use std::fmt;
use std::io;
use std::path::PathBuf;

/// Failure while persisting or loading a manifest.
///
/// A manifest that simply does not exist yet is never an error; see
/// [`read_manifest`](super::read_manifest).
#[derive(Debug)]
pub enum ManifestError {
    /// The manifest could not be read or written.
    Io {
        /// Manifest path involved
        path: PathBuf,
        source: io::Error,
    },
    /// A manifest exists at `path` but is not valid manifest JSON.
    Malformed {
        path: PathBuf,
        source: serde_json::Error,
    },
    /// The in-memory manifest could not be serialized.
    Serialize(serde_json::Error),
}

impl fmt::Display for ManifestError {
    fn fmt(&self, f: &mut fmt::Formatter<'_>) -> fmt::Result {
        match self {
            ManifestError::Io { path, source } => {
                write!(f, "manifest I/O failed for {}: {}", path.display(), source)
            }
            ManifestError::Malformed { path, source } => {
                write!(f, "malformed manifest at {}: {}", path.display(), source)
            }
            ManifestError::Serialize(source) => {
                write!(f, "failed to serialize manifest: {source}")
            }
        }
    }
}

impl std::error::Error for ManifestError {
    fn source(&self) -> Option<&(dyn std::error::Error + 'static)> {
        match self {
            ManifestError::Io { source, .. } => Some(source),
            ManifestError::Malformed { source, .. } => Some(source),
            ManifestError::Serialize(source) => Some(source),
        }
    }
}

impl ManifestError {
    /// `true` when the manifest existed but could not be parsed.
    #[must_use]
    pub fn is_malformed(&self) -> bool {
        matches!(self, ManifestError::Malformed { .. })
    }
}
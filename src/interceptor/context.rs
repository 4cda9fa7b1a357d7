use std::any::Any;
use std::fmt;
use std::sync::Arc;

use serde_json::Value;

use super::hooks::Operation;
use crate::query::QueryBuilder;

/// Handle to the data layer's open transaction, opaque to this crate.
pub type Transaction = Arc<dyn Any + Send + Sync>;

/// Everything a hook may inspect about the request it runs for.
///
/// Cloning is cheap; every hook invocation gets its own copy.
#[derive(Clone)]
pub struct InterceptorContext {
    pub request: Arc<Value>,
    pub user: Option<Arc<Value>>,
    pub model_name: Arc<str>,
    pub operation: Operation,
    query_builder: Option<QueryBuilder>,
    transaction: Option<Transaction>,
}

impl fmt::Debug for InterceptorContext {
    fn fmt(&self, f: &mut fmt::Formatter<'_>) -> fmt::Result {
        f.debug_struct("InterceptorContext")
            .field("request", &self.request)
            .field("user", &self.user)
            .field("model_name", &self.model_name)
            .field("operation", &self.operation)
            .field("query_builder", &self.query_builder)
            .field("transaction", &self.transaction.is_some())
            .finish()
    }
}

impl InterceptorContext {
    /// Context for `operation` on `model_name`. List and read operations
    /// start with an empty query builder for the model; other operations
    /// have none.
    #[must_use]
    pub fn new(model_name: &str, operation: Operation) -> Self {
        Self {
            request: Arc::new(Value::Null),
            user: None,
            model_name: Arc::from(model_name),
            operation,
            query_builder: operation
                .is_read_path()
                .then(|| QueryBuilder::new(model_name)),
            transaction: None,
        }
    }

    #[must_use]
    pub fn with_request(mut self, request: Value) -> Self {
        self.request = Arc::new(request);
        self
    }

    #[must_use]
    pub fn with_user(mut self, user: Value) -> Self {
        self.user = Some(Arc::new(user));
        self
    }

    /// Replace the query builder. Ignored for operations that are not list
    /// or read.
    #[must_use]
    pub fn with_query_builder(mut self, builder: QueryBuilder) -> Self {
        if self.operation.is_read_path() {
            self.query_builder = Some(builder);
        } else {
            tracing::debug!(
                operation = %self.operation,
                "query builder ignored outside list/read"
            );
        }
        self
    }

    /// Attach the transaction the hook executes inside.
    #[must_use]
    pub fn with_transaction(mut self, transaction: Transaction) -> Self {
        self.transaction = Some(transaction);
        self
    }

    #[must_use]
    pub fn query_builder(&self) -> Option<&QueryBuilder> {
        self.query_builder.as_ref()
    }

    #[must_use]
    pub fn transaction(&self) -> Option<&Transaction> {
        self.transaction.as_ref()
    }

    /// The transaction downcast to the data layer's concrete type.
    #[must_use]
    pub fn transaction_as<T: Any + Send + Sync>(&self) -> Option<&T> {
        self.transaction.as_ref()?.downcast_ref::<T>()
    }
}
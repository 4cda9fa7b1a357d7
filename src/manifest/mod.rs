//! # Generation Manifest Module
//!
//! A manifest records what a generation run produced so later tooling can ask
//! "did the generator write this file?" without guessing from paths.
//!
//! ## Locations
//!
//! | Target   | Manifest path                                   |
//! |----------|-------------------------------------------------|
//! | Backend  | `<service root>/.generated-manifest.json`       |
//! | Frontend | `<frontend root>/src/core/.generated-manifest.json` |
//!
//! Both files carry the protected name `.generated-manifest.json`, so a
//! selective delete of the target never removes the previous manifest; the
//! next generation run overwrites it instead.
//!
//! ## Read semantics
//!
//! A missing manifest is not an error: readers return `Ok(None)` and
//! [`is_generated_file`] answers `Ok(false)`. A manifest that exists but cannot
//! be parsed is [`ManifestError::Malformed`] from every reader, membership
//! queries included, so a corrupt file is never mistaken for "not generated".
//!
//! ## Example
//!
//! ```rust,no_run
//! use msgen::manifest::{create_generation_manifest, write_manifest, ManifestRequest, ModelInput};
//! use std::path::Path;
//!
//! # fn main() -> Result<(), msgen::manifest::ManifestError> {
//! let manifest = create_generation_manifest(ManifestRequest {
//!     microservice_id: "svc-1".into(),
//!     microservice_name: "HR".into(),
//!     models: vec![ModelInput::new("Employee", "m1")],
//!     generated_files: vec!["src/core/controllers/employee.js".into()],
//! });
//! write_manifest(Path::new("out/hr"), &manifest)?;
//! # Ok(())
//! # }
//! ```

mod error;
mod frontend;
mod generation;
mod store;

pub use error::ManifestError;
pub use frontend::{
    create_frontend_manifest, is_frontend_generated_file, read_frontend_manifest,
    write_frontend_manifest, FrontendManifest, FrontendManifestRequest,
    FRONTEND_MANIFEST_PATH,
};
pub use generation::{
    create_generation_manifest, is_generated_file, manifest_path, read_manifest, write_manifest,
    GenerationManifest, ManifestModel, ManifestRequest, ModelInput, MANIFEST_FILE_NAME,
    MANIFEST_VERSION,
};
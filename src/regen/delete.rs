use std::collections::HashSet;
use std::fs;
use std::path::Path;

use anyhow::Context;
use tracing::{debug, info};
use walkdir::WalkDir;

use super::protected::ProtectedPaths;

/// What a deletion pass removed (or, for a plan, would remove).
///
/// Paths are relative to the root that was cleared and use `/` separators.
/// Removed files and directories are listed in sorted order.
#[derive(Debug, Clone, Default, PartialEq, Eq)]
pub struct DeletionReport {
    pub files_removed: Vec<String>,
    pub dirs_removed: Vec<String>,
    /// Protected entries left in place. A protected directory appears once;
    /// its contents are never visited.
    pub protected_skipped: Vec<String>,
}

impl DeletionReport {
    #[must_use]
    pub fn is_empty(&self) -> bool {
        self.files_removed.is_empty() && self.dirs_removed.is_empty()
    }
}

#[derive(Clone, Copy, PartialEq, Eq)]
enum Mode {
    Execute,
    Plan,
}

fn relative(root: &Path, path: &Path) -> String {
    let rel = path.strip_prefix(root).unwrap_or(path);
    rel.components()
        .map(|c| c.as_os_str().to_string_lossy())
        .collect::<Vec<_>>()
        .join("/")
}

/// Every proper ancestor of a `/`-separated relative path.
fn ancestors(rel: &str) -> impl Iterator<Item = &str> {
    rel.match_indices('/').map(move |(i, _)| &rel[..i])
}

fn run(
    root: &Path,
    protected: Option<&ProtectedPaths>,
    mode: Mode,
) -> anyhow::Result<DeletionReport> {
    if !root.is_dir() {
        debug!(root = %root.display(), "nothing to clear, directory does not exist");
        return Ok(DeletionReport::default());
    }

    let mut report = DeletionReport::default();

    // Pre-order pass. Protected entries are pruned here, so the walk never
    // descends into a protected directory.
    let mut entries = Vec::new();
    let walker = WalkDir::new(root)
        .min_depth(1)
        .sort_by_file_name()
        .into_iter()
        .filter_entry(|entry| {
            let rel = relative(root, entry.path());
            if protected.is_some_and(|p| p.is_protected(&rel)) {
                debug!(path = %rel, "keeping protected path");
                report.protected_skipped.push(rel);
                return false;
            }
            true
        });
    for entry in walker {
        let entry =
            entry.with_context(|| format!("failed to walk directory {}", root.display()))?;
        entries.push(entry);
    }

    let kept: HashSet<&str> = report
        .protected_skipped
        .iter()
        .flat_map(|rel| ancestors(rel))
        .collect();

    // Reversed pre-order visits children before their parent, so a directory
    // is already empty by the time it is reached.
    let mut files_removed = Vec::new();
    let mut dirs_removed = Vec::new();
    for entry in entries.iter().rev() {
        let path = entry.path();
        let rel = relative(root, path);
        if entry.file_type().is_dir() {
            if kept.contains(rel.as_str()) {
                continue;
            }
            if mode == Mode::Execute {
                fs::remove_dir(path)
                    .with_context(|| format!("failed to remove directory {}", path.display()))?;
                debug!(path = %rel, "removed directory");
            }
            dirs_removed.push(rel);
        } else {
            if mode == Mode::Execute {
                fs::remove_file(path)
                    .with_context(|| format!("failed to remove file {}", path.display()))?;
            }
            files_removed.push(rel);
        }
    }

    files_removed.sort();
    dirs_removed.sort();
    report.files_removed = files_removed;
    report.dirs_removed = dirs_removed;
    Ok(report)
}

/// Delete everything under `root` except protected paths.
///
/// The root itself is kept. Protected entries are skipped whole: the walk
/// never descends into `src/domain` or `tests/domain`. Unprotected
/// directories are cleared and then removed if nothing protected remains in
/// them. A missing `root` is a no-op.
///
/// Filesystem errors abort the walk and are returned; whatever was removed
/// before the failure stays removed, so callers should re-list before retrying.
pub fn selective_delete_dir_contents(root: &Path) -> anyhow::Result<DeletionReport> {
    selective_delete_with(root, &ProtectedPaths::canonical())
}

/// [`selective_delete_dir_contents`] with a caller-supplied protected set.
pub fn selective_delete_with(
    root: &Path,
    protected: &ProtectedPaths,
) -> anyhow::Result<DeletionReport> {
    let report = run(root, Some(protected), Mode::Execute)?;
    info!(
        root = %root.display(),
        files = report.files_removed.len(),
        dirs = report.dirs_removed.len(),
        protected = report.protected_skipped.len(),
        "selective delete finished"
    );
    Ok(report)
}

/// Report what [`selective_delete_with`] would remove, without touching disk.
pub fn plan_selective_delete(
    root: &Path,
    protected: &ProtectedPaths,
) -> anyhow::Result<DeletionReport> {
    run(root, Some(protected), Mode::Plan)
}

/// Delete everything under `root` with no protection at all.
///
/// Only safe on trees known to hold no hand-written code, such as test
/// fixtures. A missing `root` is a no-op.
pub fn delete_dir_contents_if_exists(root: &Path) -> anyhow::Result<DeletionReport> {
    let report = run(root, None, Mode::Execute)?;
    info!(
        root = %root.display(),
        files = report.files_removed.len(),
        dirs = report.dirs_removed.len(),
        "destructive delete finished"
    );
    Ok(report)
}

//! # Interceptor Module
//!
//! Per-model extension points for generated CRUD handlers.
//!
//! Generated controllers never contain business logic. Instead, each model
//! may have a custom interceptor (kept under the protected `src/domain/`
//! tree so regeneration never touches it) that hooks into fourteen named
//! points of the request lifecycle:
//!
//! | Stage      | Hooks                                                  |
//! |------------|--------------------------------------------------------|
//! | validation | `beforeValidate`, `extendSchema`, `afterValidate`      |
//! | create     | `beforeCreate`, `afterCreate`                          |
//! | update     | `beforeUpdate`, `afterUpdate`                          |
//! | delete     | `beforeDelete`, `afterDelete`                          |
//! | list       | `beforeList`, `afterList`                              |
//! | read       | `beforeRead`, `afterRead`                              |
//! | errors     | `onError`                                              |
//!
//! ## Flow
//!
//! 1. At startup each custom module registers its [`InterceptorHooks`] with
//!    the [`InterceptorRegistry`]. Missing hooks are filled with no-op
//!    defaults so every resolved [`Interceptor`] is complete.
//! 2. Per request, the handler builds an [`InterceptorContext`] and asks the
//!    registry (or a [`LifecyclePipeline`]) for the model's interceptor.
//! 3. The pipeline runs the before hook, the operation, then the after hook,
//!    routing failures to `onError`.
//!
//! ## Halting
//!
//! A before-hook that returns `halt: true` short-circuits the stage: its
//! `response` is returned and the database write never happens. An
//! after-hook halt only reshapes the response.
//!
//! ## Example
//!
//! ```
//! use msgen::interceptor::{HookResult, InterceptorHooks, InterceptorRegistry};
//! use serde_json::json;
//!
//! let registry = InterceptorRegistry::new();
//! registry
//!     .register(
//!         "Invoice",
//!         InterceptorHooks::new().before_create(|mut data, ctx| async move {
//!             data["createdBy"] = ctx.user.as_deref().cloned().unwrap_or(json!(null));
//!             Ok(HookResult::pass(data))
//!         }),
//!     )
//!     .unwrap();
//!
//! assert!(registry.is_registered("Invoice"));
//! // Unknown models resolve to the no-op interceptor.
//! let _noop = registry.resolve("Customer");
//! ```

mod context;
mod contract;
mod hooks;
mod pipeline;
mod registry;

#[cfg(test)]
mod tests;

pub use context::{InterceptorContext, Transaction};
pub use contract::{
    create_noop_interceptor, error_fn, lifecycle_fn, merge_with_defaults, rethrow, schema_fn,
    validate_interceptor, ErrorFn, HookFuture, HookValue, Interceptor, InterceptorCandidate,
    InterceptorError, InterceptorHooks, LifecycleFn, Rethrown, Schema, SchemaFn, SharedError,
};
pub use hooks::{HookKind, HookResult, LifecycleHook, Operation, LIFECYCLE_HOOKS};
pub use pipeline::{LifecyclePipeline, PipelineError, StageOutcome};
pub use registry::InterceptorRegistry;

# [WHAT TO WORK ON]
For every line of the records with the string "Invoice", add one to a tally; give the final tally alone.

# [SOLUTION FOR THIS EXERCISE]
2